- What you will do: Write out every record in full, exactly as written, please.

──────

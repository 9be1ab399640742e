//! License persistence.

use crate::error::{StoreError, StoreResult};
use crate::{conversion_error, map_constraint, non_empty, LicenseStore};
use licensor_types::{FeatureSet, License, LicenseId, LicenseStatus, RequestId};
use rusqlite::{params, Connection, OptionalExtension, Row};

const COLUMNS: &str = r#"id, organization, contactPerson, email, phoneNumber, domain, "key",
    validUntil, status, features, createdAt, note"#;

fn from_row(row: &Row<'_>) -> rusqlite::Result<License> {
    let status: Option<String> = row.get(8)?;
    let status = match status {
        Some(s) => s.parse::<LicenseStatus>().map_err(|e| conversion_error(8, e))?,
        None => LicenseStatus::Active,
    };

    let features: Option<String> = row.get(9)?;
    let features = match features.as_deref().map(str::trim) {
        None | Some("") | Some("[]") | Some("null") => FeatureSet::new(),
        Some(json) => serde_json::from_str(json).map_err(|e| conversion_error(9, e))?,
    };

    Ok(License {
        id: LicenseId::from(row.get::<_, String>(0)?),
        organization: row.get::<_, Option<String>>(1)?.unwrap_or_default(),
        contact_person: row.get::<_, Option<String>>(2)?.unwrap_or_default(),
        email: row.get::<_, Option<String>>(3)?.unwrap_or_default(),
        phone_number: non_empty(row.get(4)?),
        domain: row.get::<_, Option<String>>(5)?.unwrap_or_default(),
        key: row.get::<_, Option<String>>(6)?.unwrap_or_default(),
        valid_until: row.get::<_, Option<String>>(7)?.unwrap_or_default(),
        status,
        features,
        created_at: row.get::<_, Option<String>>(10)?.unwrap_or_default(),
        note: non_empty(row.get(11)?),
    })
}

pub(crate) fn load(conn: &Connection, id: &LicenseId) -> StoreResult<Option<License>> {
    let license = conn
        .query_row(
            &format!("SELECT {COLUMNS} FROM licenses WHERE id = ?1"),
            params![id.as_str()],
            from_row,
        )
        .optional()?;
    Ok(license)
}

/// Inserts or replaces a license row.
pub(crate) fn write(conn: &Connection, license: &License, replace: bool) -> StoreResult<()> {
    let verb = if replace { "INSERT OR REPLACE" } else { "INSERT" };
    conn.execute(
        &format!(
            r#"{verb} INTO licenses (id, organization, contactPerson, email, phoneNumber, domain,
                "key", validUntil, status, features, createdAt, note)
               VALUES (?1, ?2, ?3, ?4, ?5, ?6, ?7, ?8, ?9, ?10, ?11, ?12)"#
        ),
        params![
            license.id.as_str(),
            license.organization,
            license.contact_person,
            license.email,
            license.phone_number,
            license.domain,
            license.key,
            license.valid_until,
            license.status.as_str(),
            serde_json::to_string(&license.features)?,
            license.created_at,
            license.note,
        ],
    )
    .map_err(|e| map_constraint(e, || format!("license {} already exists", license.id)))?;
    Ok(())
}

impl LicenseStore {
    /// Lists all licenses, newest first.
    pub fn list_licenses(&self) -> StoreResult<Vec<License>> {
        let conn = self.conn()?;
        let mut stmt =
            conn.prepare(&format!("SELECT {COLUMNS} FROM licenses ORDER BY createdAt DESC"))?;
        let licenses = stmt
            .query_map([], from_row)?
            .collect::<Result<Vec<_>, _>>()?;
        Ok(licenses)
    }

    /// Loads a license by id.
    pub fn get_license(&self, id: &LicenseId) -> StoreResult<Option<License>> {
        let conn = self.conn()?;
        load(&conn, id)
    }

    /// Finds the license holding the given key (exact match).
    pub fn find_license_by_key(&self, key: &str) -> StoreResult<Option<License>> {
        let conn = self.conn()?;
        let license = conn
            .query_row(
                &format!(r#"SELECT {COLUMNS} FROM licenses WHERE "key" = ?1 LIMIT 1"#),
                params![key],
                from_row,
            )
            .optional()?;
        Ok(license)
    }

    /// Finds the license for a normalized domain (case-insensitive).
    pub fn find_license_by_domain(&self, domain: &str) -> StoreResult<Option<License>> {
        let conn = self.conn()?;
        let license = conn
            .query_row(
                &format!("SELECT {COLUMNS} FROM licenses WHERE lower(domain) = lower(?1) LIMIT 1"),
                params![domain],
                from_row,
            )
            .optional()?;
        Ok(license)
    }

    /// Returns true if any license already uses the key.
    pub fn key_exists(&self, key: &str) -> StoreResult<bool> {
        let conn = self.conn()?;
        let exists: bool = conn.query_row(
            r#"SELECT EXISTS(SELECT 1 FROM licenses WHERE "key" = ?1)"#,
            params![key],
            |row| row.get(0),
        )?;
        Ok(exists)
    }

    /// Inserts a new license. Fails with [`StoreError::Conflict`] if the id exists.
    pub fn insert_license(&self, license: &License) -> StoreResult<()> {
        let conn = self.conn()?;
        write(&conn, license, false)
    }

    /// Inserts or replaces a license by id.
    pub fn upsert_license(&self, license: &License) -> StoreResult<()> {
        let conn = self.conn()?;
        write(&conn, license, true)
    }

    /// Overwrites every field of an existing license except `createdAt`.
    pub fn update_license(&self, license: &License) -> StoreResult<()> {
        let conn = self.conn()?;
        let changed = conn.execute(
            r#"UPDATE licenses SET organization = ?1, contactPerson = ?2, email = ?3,
                phoneNumber = ?4, domain = ?5, "key" = ?6, validUntil = ?7, status = ?8,
                features = ?9, note = ?10
               WHERE id = ?11"#,
            params![
                license.organization,
                license.contact_person,
                license.email,
                license.phone_number,
                license.domain,
                license.key,
                license.valid_until,
                license.status.as_str(),
                serde_json::to_string(&license.features)?,
                license.note,
                license.id.as_str(),
            ],
        )?;
        ensure_changed(changed, &license.id)
    }

    /// Replaces the feature map of a license.
    pub fn update_license_features(&self, id: &LicenseId, features: &FeatureSet) -> StoreResult<()> {
        let conn = self.conn()?;
        let changed = conn.execute(
            "UPDATE licenses SET features = ?1 WHERE id = ?2",
            params![serde_json::to_string(features)?, id.as_str()],
        )?;
        ensure_changed(changed, id)
    }

    /// Flips a license to `suspended`.
    pub fn revoke_license(&self, id: &LicenseId) -> StoreResult<()> {
        let conn = self.conn()?;
        let changed = conn.execute(
            "UPDATE licenses SET status = ?1 WHERE id = ?2",
            params![LicenseStatus::Suspended.as_str(), id.as_str()],
        )?;
        ensure_changed(changed, id)
    }

    /// Inserts the license issued for a request and deletes the request, in
    /// one transaction.
    ///
    /// Fails with [`StoreError::NotFound`] and changes nothing if the request
    /// no longer exists.
    pub fn issue_for_request(&self, license: &License, request_id: &RequestId) -> StoreResult<()> {
        let mut conn = self.conn()?;
        let tx = conn.transaction()?;
        write(&tx, license, false)?;
        let removed = tx.execute(
            "DELETE FROM requests WHERE id = ?1",
            params![request_id.as_str()],
        )?;
        if removed == 0 {
            return Err(StoreError::NotFound(format!("request {request_id}")));
        }
        tx.commit()?;
        Ok(())
    }

    /// Deletes a license. Returns false if it did not exist.
    pub fn delete_license(&self, id: &LicenseId) -> StoreResult<bool> {
        let conn = self.conn()?;
        let changed = conn.execute("DELETE FROM licenses WHERE id = ?1", params![id.as_str()])?;
        Ok(changed > 0)
    }
}

fn ensure_changed(changed: usize, id: &LicenseId) -> StoreResult<()> {
    if changed == 0 {
        return Err(StoreError::NotFound(format!("license {id}")));
    }
    Ok(())
}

──────

- Written response:
repository 9be1ab399640742e
//! License persistence.

use crate::error::{StoreError, StoreResult};
use crate::{conversion_error, map_constraint, non_empty, LicenseStore};
use licensor_types::{FeatureSet, License, LicenseId, LicenseStatus, RequestId};
use rusqlite::{params, Connection, OptionalExtension, Row};

const COLUMNS: &str = r#"id, organization, contactPerson, email, phoneNumber, domain, "key",
    validUntil, status, features, createdAt, note"#;

fn from_row(row: &Row<'_>) -> rusqlite::Result<License> {
    let status: Option<String> = row.get(8)?;
    let status = match status {
        Some(s) => s.parse::<LicenseStatus>().map_err(|e| conversion_error(8, e))?,
        None => LicenseStatus::Active,
    };

    let features: Option<String> = row.get(9)?;
    let features = match features.as_deref().map(str::trim) {
        None | Some("") | Some("[]") | Some("null") => FeatureSet::new(),
        Some(json) => serde_json::from_str(json).map_err(|e| conversion_error(9, e))?,
    };

    Ok(License {
        id: LicenseId::from(row.get::<_, String>(0)?),
        organization: row.get::<_, Option<String>>(1)?.unwrap_or_default(),
        contact_person: row.get::<_, Option<String>>(2)?.unwrap_or_default(),
        email: row.get::<_, Option<String>>(3)?.unwrap_or_default(),
        phone_number: non_empty(row.get(4)?),
        domain: row.get::<_, Option<String>>(5)?.unwrap_or_default(),
        key: row.get::<_, Option<String>>(6)?.unwrap_or_default(),
        valid_until: row.get::<_, Option<String>>(7)?.unwrap_or_default(),
        status,
        features,
        created_at: row.get::<_, Option<String>>(10)?.unwrap_or_default(),
        note: non_empty(row.get(11)?),
    })
}

pub(crate) fn load(conn: &Connection, id: &LicenseId) -> StoreResult<Option<License>> {
    let license = conn
        .query_row(
            &format!("SELECT {COLUMNS} FROM licenses WHERE id = ?1"),
            params![id.as_str()],
            from_row,
        )
        .optional()?;
    Ok(license)
}

/// Inserts or replaces a license row.
pub(crate) fn write(conn: &Connection, license: &License, replace: bool) -> StoreResult<()> {
    let verb = if replace { "INSERT OR REPLACE" } else { "INSERT" };
    conn.execute(
        &format!(
            r#"{verb} INTO licenses (id, organization, contactPerson, email, phoneNumber, domain,
                "key", validUntil, status, features, createdAt, note)
               VALUES (?1, ?2, ?3, ?4, ?5, ?6, ?7, ?8, ?9, ?10, ?11, ?12)"#
        ),
        params![
            license.id.as_str(),
            license.organization,
            license.contact_person,
            license.email,
            license.phone_number,
            license.domain,
            license.key,
            license.valid_until,
            license.status.as_str(),
            serde_json::to_string(&license.features)?,
            license.created_at,
            license.note,
        ],
    )
    .map_err(|e| map_constraint(e, || format!("license {} already exists", license.id)))?;
    Ok(())
}

impl LicenseStore {
    /// Lists all licenses, newest first.
    pub fn list_licenses(&self) -> StoreResult<Vec<License>> {
        let conn = self.conn()?;
        let mut stmt =
            conn.prepare(&format!("SELECT {COLUMNS} FROM licenses ORDER BY createdAt DESC"))?;
        let licenses = stmt
            .query_map([], from_row)?
            .collect::<Result<Vec<_>, _>>()?;
        Ok(licenses)
    }

    /// Loads a license by id.
    pub fn get_license(&self, id: &LicenseId) -> StoreResult<Option<License>> {
        let conn = self.conn()?;
        load(&conn, id)
    }

    /// Finds the license holding the given key (exact match).
    pub fn find_license_by_key(&self, key: &str) -> StoreResult<Option<License>> {
        let conn = self.conn()?;
        let license = conn
            .query_row(
                &format!(r#"SELECT {COLUMNS} FROM licenses WHERE "key" = ?1 LIMIT 1"#),
                params![key],
                from_row,
            )
            .optional()?;
        Ok(license)
    }

    /// Finds the license for a normalized domain (case-insensitive).
    pub fn find_license_by_domain(&self, domain: &str) -> StoreResult<Option<License>> {
        let conn = self.conn()?;
        let license = conn
            .query_row(
                &format!("SELECT {COLUMNS} FROM licenses WHERE lower(domain) = lower(?1) LIMIT 1"),
                params![domain],
                from_row,
            )
            .optional()?;
        Ok(license)
    }

    /// Returns true if any license already uses the key.
    pub fn key_exists(&self, key: &str) -> StoreResult<bool> {
        let conn = self.conn()?;
        let exists: bool = conn.query_row(
            r#"SELECT EXISTS(SELECT 1 FROM licenses WHERE "key" = ?1)"#,
            params![key],
            |row| row.get(0),
        )?;
        Ok(exists)
    }

    /// Inserts a new license. Fails with [`StoreError::Conflict`] if the id exists.
    pub fn insert_license(&self, license: &License) -> StoreResult<()> {
        let conn = self.conn()?;
        write(&conn, license, false)
    }

    /// Inserts or replaces a license by id.
    pub fn upsert_license(&self, license: &License) -> StoreResult<()> {
        let conn = self.conn()?;
        write(&conn, license, true)
    }

    /// Overwrites every field of an existing license except `createdAt`.
    pub fn update_license(&self, license: &License) -> StoreResult<()> {
        let conn = self.conn()?;
        let changed = conn.execute(
            r#"UPDATE licenses SET organization = ?1, contactPerson = ?2, email = ?3,
                phoneNumber = ?4, domain = ?5, "key" = ?6, validUntil = ?7, status = ?8,
                features = ?9, note = ?10
               WHERE id = ?11"#,
            params![
                license.organization,
                license.contact_person,
                license.email,
                license.phone_number,
                license.domain,
                license.key,
                license.valid_until,
                license.status.as_str(),
                serde_json::to_string(&license.features)?,
                license.note,
                license.id.as_str(),
            ],
        )?;
        ensure_changed(changed, &license.id)
    }

    /// Replaces the feature map of a license.
    pub fn update_license_features(&self, id: &LicenseId, features: &FeatureSet) -> StoreResult<()> {
        let conn = self.conn()?;
        let changed = conn.execute(
            "UPDATE licenses SET features = ?1 WHERE id = ?2",
            params![serde_json::to_string(features)?, id.as_str()],
        )?;
        ensure_changed(changed, id)
    }

    /// Flips a license to `suspended`.
    pub fn revoke_license(&self, id: &LicenseId) -> StoreResult<()> {
        let conn = self.conn()?;
        let changed = conn.execute(
            "UPDATE licenses SET status = ?1 WHERE id = ?2",
            params![LicenseStatus::Suspended.as_str(), id.as_str()],
        )?;
        ensure_changed(changed, id)
    }

    /// Inserts the license issued for a request and deletes the request, in
    /// one transaction.
    ///
    /// Fails with [`StoreError::NotFound`] and changes nothing if the request
    /// no longer exists.
    pub fn issue_for_request(&self, license: &License, request_id: &RequestId) -> StoreResult<()> {
        let mut conn = self.conn()?;
        let tx = conn.transaction()?;
        write(&tx, license, false)?;
        let removed = tx.execute(
            "DELETE FROM requests WHERE id = ?1",
            params![request_id.as_str()],
        )?;
        if removed == 0 {
            return Err(StoreError::NotFound(format!("request {request_id}")));
        }
        tx.commit()?;
        Ok(())
    }

    /// Deletes a license. Returns false if it did not exist.
    pub fn delete_license(&self, id: &LicenseId) -> StoreResult<bool> {
        let conn = self.conn()?;
        let changed = conn.execute("DELETE FROM licenses WHERE id = ?1", params![id.as_str()])?;
        Ok(changed > 0)
    }
}

fn ensure_changed(changed: usize, id: &LicenseId) -> StoreResult<()> {
    if changed == 0 {
        return Err(StoreError::NotFound(format!("license {id}")));
    }
    Ok(())
}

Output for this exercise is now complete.